Algophobia detaches us from the Other, who is inevitably a source of discomfort. Our technologies train our seeing and regulate our reactions to what we see. Film permits “an exceptional degree of cold cruelty,” crueler than the ancient arena because more abstract and distant. We comfortably watch real and fake violence, becoming purveyors and consumers of “violence porn” that has the effect of “an analgesic.” Insensitive to the pain of others, we adopt the “passivity and indifference of the silent spectator.” Images overwhelm us, but instead of shocking us to action, they erode our capacity for shock: “Our attention is so fragmented that such shock is impossible.” Our souls form calluses.

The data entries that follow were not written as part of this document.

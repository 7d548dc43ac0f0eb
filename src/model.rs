//! Trained SVM models
//!
//! A model keeps its support vectors with their `alpha * y` coefficients, the kernel it was
//! trained with, the feature and label domains of its training data, and the provenance
//! that records how it was produced.

use crate::core::{
    FeatureMap, LabelInfo, OptimizationResult, Prediction, Sample, SparseVector,
};
use crate::kernel::{Kernel, KernelSpec};
use crate::provenance::ModelProvenance;
use serde::{Deserialize, Serialize};

/// A trained binary SVM classifier
#[derive(Debug, Clone, PartialEq, Serialize, Deserialize)]
pub struct Model {
    kernel: KernelSpec,
    support_vectors: Vec<SparseVector>,
    /// alpha_i * y_i for each support vector
    coefficients: Vec<f64>,
    bias: f64,
    /// Positions of the support vectors in the training set
    support_indices: Vec<usize>,
    feature_map: FeatureMap,
    label_info: LabelInfo,
    provenance: ModelProvenance,
}

impl Model {
    /// Class name recorded in model provenance
    pub const CLASS_NAME: &'static str = "SVMModel";

    /// Build a model from a solved optimization problem
    pub(crate) fn from_solution(
        kernel: KernelSpec,
        samples: &[Sample],
        result: OptimizationResult,
        feature_map: FeatureMap,
        label_info: LabelInfo,
        provenance: ModelProvenance,
    ) -> Self {
        let (support_vectors, coefficients) = result
            .support_vectors
            .iter()
            .map(|&i| (samples[i].features.clone(), result.alpha[i] * samples[i].label))
            .unzip();

        Self {
            kernel,
            support_vectors,
            coefficients,
            bias: result.b,
            support_indices: result.support_vectors,
            feature_map,
            label_info,
            provenance,
        }
    }

    /// Decision function value f(x) = sum_i alpha_i y_i K(x_i, x) + b
    pub fn decision_function(&self, features: &SparseVector) -> f64 {
        self.support_vectors
            .iter()
            .zip(&self.coefficients)
            .map(|(sv, coef)| coef * self.kernel.compute(sv, features))
            .sum::<f64>()
            + self.bias
    }

    /// Predict a single sample
    pub fn predict(&self, sample: &Sample) -> Prediction {
        let decision_value = self.decision_function(&sample.features);
        let label = if decision_value >= 0.0 { 1.0 } else { -1.0 };
        Prediction::new(label, decision_value)
    }

    /// Predict multiple samples
    pub fn predict_batch(&self, samples: &[Sample]) -> Vec<Prediction> {
        samples.iter().map(|s| self.predict(s)).collect()
    }

    pub fn kernel(&self) -> &KernelSpec {
        &self.kernel
    }

    pub fn n_support_vectors(&self) -> usize {
        self.support_vectors.len()
    }

    pub fn support_vectors(&self) -> &[SparseVector] {
        &self.support_vectors
    }

    pub fn coefficients(&self) -> &[f64] {
        &self.coefficients
    }

    pub fn support_vector_indices(&self) -> &[usize] {
        &self.support_indices
    }

    pub fn bias(&self) -> f64 {
        self.bias
    }

    /// Feature domain of the training data
    pub fn feature_map(&self) -> &FeatureMap {
        &self.feature_map
    }

    /// Label domain of the training data
    pub fn label_info(&self) -> &LabelInfo {
        &self.label_info
    }

    pub fn provenance(&self) -> &ModelProvenance {
        &self.provenance
    }
}

#[cfg(test)]
mod tests {
    use super::*;
    use crate::provenance::{ObjectKind, ObjectProvenance, SOURCE_PROVENANCE};

    fn provenance() -> ModelProvenance {
        let source = ObjectProvenance::non_configurable(ObjectKind::DataSource, "InMemorySource");
        let dataset = ObjectProvenance::non_configurable(ObjectKind::Dataset, "MutableDataset")
            .with_instance(SOURCE_PROVENANCE, source);
        let trainer = ObjectProvenance::new(ObjectKind::Trainer, "SVMTrainer");
        ModelProvenance::new(Model::CLASS_NAME, dataset, trainer)
    }

    fn model() -> Model {
        let samples = vec![
            Sample::new(SparseVector::new(vec![0], vec![1.0]), 1.0),
            Sample::new(SparseVector::new(vec![0], vec![-1.0]), -1.0),
            Sample::new(SparseVector::new(vec![0], vec![5.0]), 1.0),
        ];
        let result = OptimizationResult {
            alpha: vec![0.5, 0.5, 0.0],
            b: 0.0,
            support_vectors: vec![0, 1],
            iterations: 1,
        };
        let names = vec!["x".to_string()];
        Model::from_solution(
            KernelSpec::Linear,
            &samples,
            result,
            FeatureMap::observe(&names, &samples),
            LabelInfo::observe(&samples),
            provenance(),
        )
    }

    #[test]
    fn test_support_vectors_and_coefficients() {
        let model = model();
        assert_eq!(model.n_support_vectors(), 2);
        assert_eq!(model.coefficients(), &[0.5, -0.5]);
        assert_eq!(model.support_vector_indices(), &[0, 1]);
    }

    #[test]
    fn test_decision_function_and_predict() {
        let model = model();
        let x = SparseVector::new(vec![0], vec![2.0]);
        // 0.5 * 2 - 0.5 * -2 = 2
        assert_eq!(model.decision_function(&x), 2.0);

        let negative = Sample::new(SparseVector::new(vec![0], vec![-0.5]), -1.0);
        let prediction = model.predict(&negative);
        assert_eq!(prediction.label, -1.0);
        assert_eq!(prediction.confidence(), 0.5);
    }

    #[test]
    fn test_model_serde_round_trip() {
        let model = model();
        let json = serde_json::to_string(&model).unwrap();
        let restored: Model = serde_json::from_str(&json).unwrap();
        assert_eq!(restored, model);
    }
}
//! Per-reproduction configuration registry

use super::{Catalog, Component, ComponentKind, ComponentResolver};
use crate::core::{ReproError, Result};
use crate::provenance::{ComponentConfig, Property};
use log::debug;
use std::collections::HashMap;
use std::sync::Arc;

/// Named component configurations and the instances built from them
///
/// Instances are created on first lookup and cached for the lifetime of the manager.
pub struct ConfigurationManager {
    catalog: Arc<Catalog>,
    configs: Vec<ComponentConfig>,
    index: HashMap<String, usize>,
    instances: HashMap<String, Component>,
    /// Names currently being built, innermost last
    resolving: Vec<String>,
}

impl ConfigurationManager {
    pub fn new(catalog: Arc<Catalog>) -> Self {
        Self {
            catalog,
            configs: Vec::new(),
            index: HashMap::new(),
            instances: HashMap::new(),
            resolving: Vec::new(),
        }
    }

    pub fn catalog(&self) -> &Arc<Catalog> {
        &self.catalog
    }

    /// Register configurations; names must be unique across the manager
    pub fn add_configurations(
        &mut self,
        configs: impl IntoIterator<Item = ComponentConfig>,
    ) -> Result<()> {
        for config in configs {
            if self.index.contains_key(config.name()) {
                return Err(ReproError::reconstruction(
                    config.name(),
                    "a configuration with this name is already registered",
                ));
            }
            self.index.insert(config.name().to_string(), self.configs.len());
            self.configs.push(config);
        }
        Ok(())
    }

    /// Configuration registered under `name`
    pub fn config(&self, name: &str) -> Option<&ComponentConfig> {
        self.index.get(name).map(|&i| &self.configs[i])
    }

    /// All configurations in registration order
    pub fn configs(&self) -> &[ComponentConfig] {
        &self.configs
    }

    /// Override one property of a registered configuration
    ///
    /// Cached instances are dropped, since any of them may have been built from the old value.
    pub fn set_property(&mut self, name: &str, key: &str, value: Property) -> Result<()> {
        let &position = self.index.get(name).ok_or_else(|| {
            ReproError::reconstruction(name, "no configuration registered under this name")
        })?;
        debug!("Overriding {name}.{key} with {value:?}");
        self.configs[position].set_property(key, value);
        self.instances.clear();
        Ok(())
    }

    /// The component called `name`, built on first use
    pub fn lookup(&mut self, name: &str) -> Result<Component> {
        if let Some(component) = self.instances.get(name) {
            return Ok(component.clone());
        }
        let &position = self.index.get(name).ok_or_else(|| {
            ReproError::reconstruction(name, "no configuration registered under this name")
        })?;
        if self.resolving.iter().any(|n| n == name) {
            let chain = self.resolving.join(" -> ");
            return Err(ReproError::reconstruction(
                name,
                format!("reference cycle: {chain} -> {name}"),
            ));
        }

        let config = self.configs[position].clone();
        let catalog = Arc::clone(&self.catalog);
        self.resolving.push(name.to_string());
        let built = catalog.construct(&config, self);
        self.resolving.pop();
        let component = built?;

        debug!("Instantiated {} '{}'", config.class_name(), name);
        self.instances.insert(name.to_string(), component.clone());
        Ok(component)
    }

    /// Every component of class `class_name`, in registration order
    pub fn list_all(&mut self, class_name: &str) -> Result<Vec<(String, Component)>> {
        let names: Vec<String> = self
            .configs
            .iter()
            .filter(|config| config.class_name() == class_name)
            .map(|config| config.name().to_string())
            .collect();
        self.lookup_all(names)
    }

    /// Every component whose class builds a `kind`, in registration order
    pub fn list_all_of_kind(&mut self, kind: ComponentKind) -> Result<Vec<(String, Component)>> {
        let names: Vec<String> = self
            .configs
            .iter()
            .filter(|config| self.catalog.kind_of(config.class_name()) == Some(kind))
            .map(|config| config.name().to_string())
            .collect();
        self.lookup_all(names)
    }

    fn lookup_all(&mut self, names: Vec<String>) -> Result<Vec<(String, Component)>> {
        names
            .into_iter()
            .map(|name| {
                let component = self.lookup(&name)?;
                Ok((name, component))
            })
            .collect()
    }
}

impl ComponentResolver for ConfigurationManager {
    fn resolve(&mut self, name: &str) -> Result<Component> {
        self.lookup(name)
    }
}
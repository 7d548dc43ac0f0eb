//! Sequential Minimal Optimization (SMO) solver implementation
//!
//! Platt's SMO in its randomized form: every sample that violates the KKT conditions is
//! paired with a second sample drawn from the supplied RNG, and the pair is optimized
//! analytically. Training stops after `max_passes` consecutive sweeps without an update
//! or after `max_iterations` sweeps. Given the same samples, configuration and RNG state
//! the result is identical, which is what makes retraining reproducible.

use crate::cache::KernelMatrix;
use crate::core::{OptimizationResult, ReproError, Result, Sample, SolverConfig};
use crate::kernel::Kernel;
use log::debug;
use rand::rngs::StdRng;
use rand::Rng;

/// Minimum change of an alpha for a step to count as progress
const MIN_ALPHA_STEP: f64 = 1e-5;

/// SMO solver for SVM optimization
pub struct SmoSolver<'a, K: Kernel + ?Sized> {
    kernel: &'a K,
    config: &'a SolverConfig,
}

impl<'a, K: Kernel + ?Sized> SmoSolver<'a, K> {
    /// Create a new SMO solver with the given kernel and configuration
    pub fn new(kernel: &'a K, config: &'a SolverConfig) -> Self {
        Self { kernel, config }
    }

    /// Solve the dual problem for `samples`, drawing second variables from `rng`
    pub fn solve(&self, samples: &[Sample], rng: &mut StdRng) -> Result<OptimizationResult> {
        validate(samples)?;

        let n = samples.len();
        let c = self.config.c;
        let tol = self.config.epsilon;
        let mut matrix = KernelMatrix::new(self.kernel, samples, self.config.cache_size);

        let mut alpha = vec![0.0; n];
        let mut b = 0.0;
        // E_i = f(x_i) - y_i, and f is 0 while every alpha is 0
        let mut errors: Vec<f64> = samples.iter().map(|s| -s.label).collect();

        let mut passes = 0;
        let mut iterations = 0;
        while passes < self.config.max_passes && iterations < self.config.max_iterations {
            let mut changed = 0;

            for i in 0..n {
                let y_i = samples[i].label;
                let r_i = errors[i] * y_i;
                if !((r_i < -tol && alpha[i] < c) || (r_i > tol && alpha[i] > 0.0)) {
                    continue;
                }

                let j = {
                    let j = rng.gen_range(0..n - 1);
                    if j >= i {
                        j + 1
                    } else {
                        j
                    }
                };
                if self.take_step(i, j, samples, &mut matrix, &mut alpha, &mut b, &mut errors) {
                    changed += 1;
                }
            }

            iterations += 1;
            passes = if changed == 0 { passes + 1 } else { 0 };
        }

        let support_vectors: Vec<usize> = alpha
            .iter()
            .enumerate()
            .filter(|&(_, &a)| a > 0.0)
            .map(|(i, _)| i)
            .collect();

        debug!(
            "SMO finished after {} sweeps: {} support vectors, kernel cache hit rate {:.2}",
            iterations,
            support_vectors.len(),
            matrix.hit_rate()
        );

        Ok(OptimizationResult {
            alpha,
            b,
            support_vectors,
            iterations,
        })
    }

    /// Jointly optimize alpha_i and alpha_j; returns whether anything changed
    #[allow(clippy::too_many_arguments)]
    fn take_step(
        &self,
        i: usize,
        j: usize,
        samples: &[Sample],
        matrix: &mut KernelMatrix<'_, K>,
        alpha: &mut [f64],
        b: &mut f64,
        errors: &mut [f64],
    ) -> bool {
        let c = self.config.c;
        let y_i = samples[i].label;
        let y_j = samples[j].label;
        let alpha_i_old = alpha[i];
        let alpha_j_old = alpha[j];
        let e_i = errors[i];
        let e_j = errors[j];

        let (low, high) = if y_i != y_j {
            (
                (alpha_j_old - alpha_i_old).max(0.0),
                (c + alpha_j_old - alpha_i_old).min(c),
            )
        } else {
            (
                (alpha_i_old + alpha_j_old - c).max(0.0),
                (alpha_i_old + alpha_j_old).min(c),
            )
        };
        if low >= high {
            return false;
        }

        let k_ii = matrix.get(i, i);
        let k_ij = matrix.get(i, j);
        let k_jj = matrix.get(j, j);
        let eta = 2.0 * k_ij - k_ii - k_jj;
        if eta >= 0.0 {
            return false;
        }

        let alpha_j_new = (alpha_j_old - y_j * (e_i - e_j) / eta).clamp(low, high);
        if (alpha_j_new - alpha_j_old).abs() < MIN_ALPHA_STEP {
            return false;
        }
        let alpha_i_new = alpha_i_old + y_i * y_j * (alpha_j_old - alpha_j_new);

        let delta_i = y_i * (alpha_i_new - alpha_i_old);
        let delta_j = y_j * (alpha_j_new - alpha_j_old);
        let b1 = *b - e_i - delta_i * k_ii - delta_j * k_ij;
        let b2 = *b - e_j - delta_i * k_ij - delta_j * k_jj;
        let b_new = if alpha_i_new > 0.0 && alpha_i_new < c {
            b1
        } else if alpha_j_new > 0.0 && alpha_j_new < c {
            b2
        } else {
            (b1 + b2) / 2.0
        };
        let delta_b = b_new - *b;

        alpha[i] = alpha_i_new;
        alpha[j] = alpha_j_new;
        *b = b_new;

        for (k, error) in errors.iter_mut().enumerate() {
            *error += delta_i * matrix.get(i, k) + delta_j * matrix.get(j, k) + delta_b;
        }

        true
    }
}

/// Labels must be +1/-1 and both classes must be present
fn validate(samples: &[Sample]) -> Result<()> {
    if samples.is_empty() {
        return Err(ReproError::EmptyDataset);
    }
    if let Some(sample) = samples
        .iter()
        .find(|s| s.label != 1.0 && s.label != -1.0)
    {
        return Err(ReproError::InvalidLabel(sample.label));
    }
    let positives = samples.iter().filter(|s| s.label > 0.0).count();
    if positives == 0 || positives == samples.len() {
        return Err(ReproError::InvalidDataset(
            "Training data must contain both +1 and -1 labels".to_string(),
        ));
    }
    Ok(())
}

Overshadowing our flight from pain is a universal imperative to “Be Happy.” We still experience pain, but pain isn’t allowed to speak; it’s never given room to become eloquent, to rise to heights of protest or passion. Pain is depoliticized. It retreats to soothing screens or visits the doctor’s office for relief. The palliative society thus brings the “end of revolution.” Palliation transforms the exercise of power. Once upon a time, rulers ruled by inflicting bodily pain. According to Foucault, modern disciplinary power formed human beings into cogs in the industrial machine. The genius of palliative power is that it doesn’t seem to be power at all; it feels like liberation. In the quest for self-realization, the achievement selves of the palliative society cheerily “exploit themselves.” Power decouples from pain and repression: “Smart power operates in seductive and permissive ways.” We live in a “smart” panopticon: “We are constantly asked to communicate our needs, wishes and preferences. . . . Total communication, total surveillance, pornographic exposure and panoptic surveillance coincide. Freedom and surveillance become indistinguishable.”
It can’t work. Happiness must be “fractured” to be genuine. Without pain, happiness becomes reified into a boring repetition of the same. “Pain bears happiness. . . . Any intensity is painful. Passion binds pain and happiness together.” As Nietzsche knew, we can’t think or discover truth without pain. Algophobia keeps us from scraping against the sharp edges of reality. We know it can’t work, so we seek outlets from the numbing pressure of painless happiness. Girls cut themselves. Young men seek out fight clubs and gyms. Nietzsche’s anesthetized “last men” might suddenly turn into barbaric “first men,” recovering the ancient joys of pain-suffering and pain-inflicting heroism.
Han’s books have been described as a form of philosophical haiku, and he illuminates by offering flashes in the darkness. Often enough, what Han exposes is recognizable. I came away from The Palliative Society thinking William Jamesian thoughts, with an ecclesial twist. James hoped to end war, yet, knowing that war alone arouses passions, virtues, and strengths that cannot be achieved in any other human endeavor, he searched for a “moral equivalent of war.” Here’s one of the many ways the church can shore up and rebuild: Remember we can’t be disciples of the crucified without carrying a cross of our own. Call Christians, especially young Christians, to strenuous, grueling, and, yes, painful service to the kingdom.
Peter J. Leithart is President of Theopolis Institute.